Hans Leip (Pseudonym: Li-Shan Pe; * 22. September 1893 in Hamburg; † 6. Juni 1983 in Fruthwilen (Kanton Thurgau)) war ein deutscher Dichter und Schriftsteller.

Leben

Leip war der Sohn eines ehemaligen Seemanns und Hafenarbeiters im Hamburger Hafen und wuchs in Hamburg auf. Ab 1900 besuchte er eine Volksschule, von 1905 an eine Seminarschule und von 1909 bis 1914 eine Präparandenschule, an der er 1914 die Lehrbefugnis für die Fächer Sport und Religion erlangte. Ab Ostern 1914 war er Lehrer in Hamburg-Rothenburgsort.

1915 wurde Leip zum Militär einberufen; seine Ausbildung zum Gardefüsilier erfolgte in der Maikäferkaserne in Berlin. Es folgten Einsätze an der Ostfront und in den Karpaten. 1916 heiratete er Lina Stellmann (1895–1969), mit der er die Tochter Grita (1920–1981) hatte. Nach einer Verwundung im Jahre 1917 wurde er für dienstuntauglich erklärt.

Leip kehrte in seinen Lehrerberuf zurück, gleichzeitig begann er, in Hamburger Zeitungen Kurzgeschichten zu veröffentlichen. Von Oktober 1917 bis Dezember 1919 schrieb er Kunstkritiken für die Neue Hamburger Zeitung (1922 aufgegangen im Hamburger Anzeiger) und versuchte sich als Grafiker. 1919 fand die erste Ausstellung von Leips grafischen Arbeiten statt, der zu dieser Zeit das Leben eines Bohemiens führte. 1920 erschien Leips erstes Buch, das, wie viele seiner Werke, vom Autor selbst grafisch gestaltet war. In dem Jahr trat er zudem der Hamburgischen Künstlerschaft bei.

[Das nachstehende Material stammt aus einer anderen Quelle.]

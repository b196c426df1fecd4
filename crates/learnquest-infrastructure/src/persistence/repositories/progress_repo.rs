use async_trait::async_trait;
use chrono::{DateTime, Utc};
use sqlx::{FromRow, SqlitePool};
use std::sync::Arc;

use crate::persistence::SqliteRepositoryBase;
use learnquest_domain::lesson::{ProgressRecord, ProgressRepository};
use learnquest_domain::shared::{DomainError, LearnerId, LessonId, SubjectId};

#[derive(FromRow)]
struct ProgressRow {
    learner_id: String,
    lesson_id: String,
    subject_id: String,
    best_score: i64,
    xp_earned: i64,
    time_spent_seconds: i64,
    completed_at: DateTime<Utc>,
}

impl ProgressRow {
    fn try_into_record(self) -> Result<ProgressRecord, DomainError> {
        if !(0..=100).contains(&self.best_score) {
            return Err(DomainError::DataIntegrity(format!(
                "Stored score out of range for lesson {}: {}",
                self.lesson_id, self.best_score
            )));
        }
        if self.xp_earned < 0 {
            return Err(DomainError::InvalidXp(format!(
                "Stored XP earned for lesson {} is negative: {}",
                self.lesson_id, self.xp_earned
            )));
        }

        Ok(ProgressRecord::restore(
            LearnerId::from_string(&self.learner_id),
            LessonId::from_string(&self.lesson_id),
            SubjectId::from_string(&self.subject_id),
            self.best_score as u8,
            self.xp_earned as u64,
            self.time_spent_seconds.max(0) as u32,
            self.completed_at,
        ))
    }
}

pub struct SqliteProgressRepository {
    base: SqliteRepositoryBase,
}

impl SqliteProgressRepository {
    pub fn new(pool: Arc<SqlitePool>) -> Self {
        Self {
            base: SqliteRepositoryBase::new(pool),
        }
    }
}

#[async_trait]
impl ProgressRepository for SqliteProgressRepository {
    async fn upsert(&self, record: &ProgressRecord) -> Result<(), DomainError> {
        let query = r#"
            INSERT OR REPLACE INTO lesson_progress (
                learner_id,
                lesson_id,
                subject_id,
                best_score,
                xp_earned,
                time_spent_seconds,
                completed_at
            ) VALUES (?1, ?2, ?3, ?4, ?5, ?6, ?7)
        "#;

        self.base
            .execute(
                sqlx::query(query)
                    .bind(record.learner_id().as_str())
                    .bind(record.lesson_id().as_str())
                    .bind(record.subject_id().as_str())
                    .bind(record.best_score() as i64)
                    .bind(record.xp_earned() as i64)
                    .bind(record.time_spent_seconds() as i64)
                    .bind(record.completed_at()),
                "Save lesson progress",
            )
            .await?;

        Ok(())
    }

    async fn find(
        &self,
        learner_id: &LearnerId,
        lesson_id: &LessonId,
    ) -> Result<Option<ProgressRecord>, DomainError> {
        let query = r#"
            SELECT
                learner_id,
                lesson_id,
                subject_id,
                best_score,
                xp_earned,
                time_spent_seconds,
                completed_at
            FROM lesson_progress
            WHERE learner_id = ?1 AND lesson_id = ?2
        "#;

        let row: Option<ProgressRow> = self
            .base
            .fetch_optional(
                sqlx::query_as(query)
                    .bind(learner_id.as_str())
                    .bind(lesson_id.as_str()),
                "Find lesson progress",
            )
            .await?;

        row.map(|r| r.try_into_record()).transpose()
    }

    async fn list_for_learner(
        &self,
        learner_id: &LearnerId,
    ) -> Result<Vec<ProgressRecord>, DomainError> {
        let query = r#"
            SELECT
                learner_id,
                lesson_id,
                subject_id,
                best_score,
                xp_earned,
                time_spent_seconds,
                completed_at
            FROM lesson_progress
            WHERE learner_id = ?1
            ORDER BY completed_at ASC
        "#;

        let rows: Vec<ProgressRow> = self
            .base
            .fetch_all(
                sqlx::query_as(query).bind(learner_id.as_str()),
                "List lesson progress for learner",
            )
            .await?;

        rows.into_iter().map(|r| r.try_into_record()).collect()
    }

    async fn sum_xp_earned_since(
        &self,
        learner_id: &LearnerId,
        since: DateTime<Utc>,
    ) -> Result<u64, DomainError> {
        let query = r#"
            SELECT COALESCE(SUM(xp_earned), 0)
            FROM lesson_progress
            WHERE learner_id = ?1 AND completed_at >= ?2
        "#;

        let total: i64 = sqlx::query_scalar(query)
            .bind(learner_id.as_str())
            .bind(since)
            .fetch_one(self.base.pool())
            .await
            .map_err(|e| DomainError::Repository(format!("Sum XP earned since: {}", e)))?;

        Ok(total.max(0) as u64)
    }
}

In den 1920er Jahren unternahm Leip ausgedehnte Reisen, die ihn u. a. nach Paris, London, Algier und New York führten. 1925 heiratete er in zweiter Ehe Gretl Maria Haalck (1895–1939), mit der er zwei Töchter hatte; im selben Jahr gelang ihm der literarische Durchbruch mit dem Seeräuberroman Godekes Knecht, der mit einem von der Kölnischen Zeitung gestifteten Preis ausgezeichnet wurde. Parallel zur Arbeit an seinen literarischen Werken, die in den 1930er und 1940er Jahren hohe Auflagen erzielten, war Leip weiter als Maler, Zeichner und Bildhauer tätig. Während des Zweiten Weltkriegs lebte er anfangs in Hamburg und Norddeutschland, ab 1940 dann vorwiegend am Bodensee und in Tirol.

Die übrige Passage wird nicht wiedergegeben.